侍ジャパン・坂本誠志郎 兄・剣志郎さんが明かす素顔 報徳学園で知った「上には上がいる」成長のきっかけ
第6回WBCで2度目の連覇を目指す侍ジャパンは、決戦の地・マイアミに乗り込んだ。代表に名を連ねた選手たちの原点、素顔に迫る「侍外伝」の第7回は阪神の坂本誠志郎捕手(32)だ。1次リーグ2戦目の韓国戦(東京ド)で先発マスクをかぶり、日本代表でも優れた野球脳が評価されている。小学生から捕手を任されていたが、バッテリーを組んでいたのが2歳上の兄・剣志郎さん。家族だから知る、誠志郎の素顔を明かした。
剣志郎さんには忘れられない試合がある。小学6年時に兵庫県大会の試合で、無死満塁からマウンドを託された。マスクをかぶっていたのは小4の誠志郎。見事に3者連続三振に抑え、新聞社から取材も受けた。中継ぎとして、これ以上ない投球だったが、誠志郎からこんな言葉をかけられた。
「俺のおかげや。俺のスローボールと真っすぐの配球のおかげ」
剣志郎さんは当時のことを思い出し「配球は関係ないですよ。僕の力やと思いますね」と懐かしそうに笑った。でも、当時から誠志郎は女房役としての力を発揮していた。変化球が使えない少年野球だが、スローボールやコース要求のサインを考案。小学生ながら、本格的なリードで投手を導いていた。
幼少期から野球漬けの日々。家でも父と3人で野球中継にくぎ付けだった。転機は誠志郎が中学生の頃。剣志郎さんは兵庫県の名門・報徳学園の野球部に進んだ。

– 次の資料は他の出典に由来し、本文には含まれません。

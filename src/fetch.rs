// src/fetch.rs

use std::time::Duration;

use reqwest::blocking::Client;
use reqwest::header::USER_AGENT;
use thiserror::Error;
use tracing::debug;

/// One attempt, fail fast; the caller treats any failure as fatal.
const HTTP_TIMEOUT: Duration = Duration::from_secs(30);

/// Marker header the source checks before serving the full page.
const REQUESTED_WITH: (&str, &str) = ("X-Requested-With", "XMLHttpRequest");

#[derive(Debug, Error)]
pub enum FetchError {
    #[error("building HTTP client")]
    Client(#[source] reqwest::Error),
    #[error("GET {url}")]
    Request {
        url: String,
        #[source]
        source: reqwest::Error,
    },
}

/// Blocking client shared by the page fetch and the shapefile download.
pub fn http_client() -> Result<Client, FetchError> {
    Client::builder()
        .timeout(HTTP_TIMEOUT)
        .build()
        .map_err(FetchError::Client)
}

/// Fetch the case page as text. Non-2xx statuses and transport errors both
/// surface as a `FetchError`; there is no retry.
pub fn fetch_page(client: &Client, url: &str, user_agent: &str) -> Result<String, FetchError> {
    debug!(%url, "requesting case page");
    client
        .get(url)
        .header(USER_AGENT, user_agent)
        .header(REQUESTED_WITH.0, REQUESTED_WITH.1)
        .send()
        .and_then(|resp| resp.error_for_status())
        .and_then(|resp| resp.text())
        .map_err(|source| FetchError::Request {
            url: url.to_string(),
            source,
        })
}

弟は、少年時代からバッテリーを組んでいた兄の活躍を願ったが、上には上がいるという現実も聞いた。
「田舎から高校で都会に出て、一応強豪校でやっていたので、厳しさとか体験は伝えました。親も言ってたんですけど、それを伝えてから“今のままじゃあかんな”というふうになったというのは聞きました。僕が挑戦をして、経験を伝えられたのは良かったかもしれないですね」
その後、誠志郎は履正社、明大とエリート街道を歩む。そして、地元球団の阪神で正捕手をつかみ、WBCで日の丸を背負うまでになった。「まさか日本代表になるとは思ってなかった。兄弟としては緊張の方が大きいですね」。宮崎での事前合宿にも足を運び、弟の姿を目に焼きつけた。
誠志郎は捕手としてだけではなく、人柄でも高い評価を受けている。家族間ではどうなのか。「結構ね、家族の中では適当っすよ」。剣志郎さんは笑い飛ばした。「連絡も急に来て、『帰るわ』とか。全然、連絡が返ってこないとか。そういう性格と分かってるんで、みんな伝えたいことは早め早めに伝えるようになってますね」。ユニホーム姿の誠志郎からは想像できない一面。もちろん節目節目では連絡を取り合うが、心を許し合う関係だからこそのエピソードだった。
世界一取って
今も昔も2人の関係性は大きく変わらない。「昔は僕が上やったんですけど、それがちょっと逆転したかな」と、しっかり者の誠志郎を頼りにしている。マイアミでの観戦は予定が合わずに断念。日本から弟の活躍を願っている。「試合に出ても出なくても、日の丸を背負っている。自分ができることを最大限に発揮して、世界一を取ってほしい」。誠志郎に託した剣志郎さんの夢。誠志郎も強い味方がいるから戦うことができる。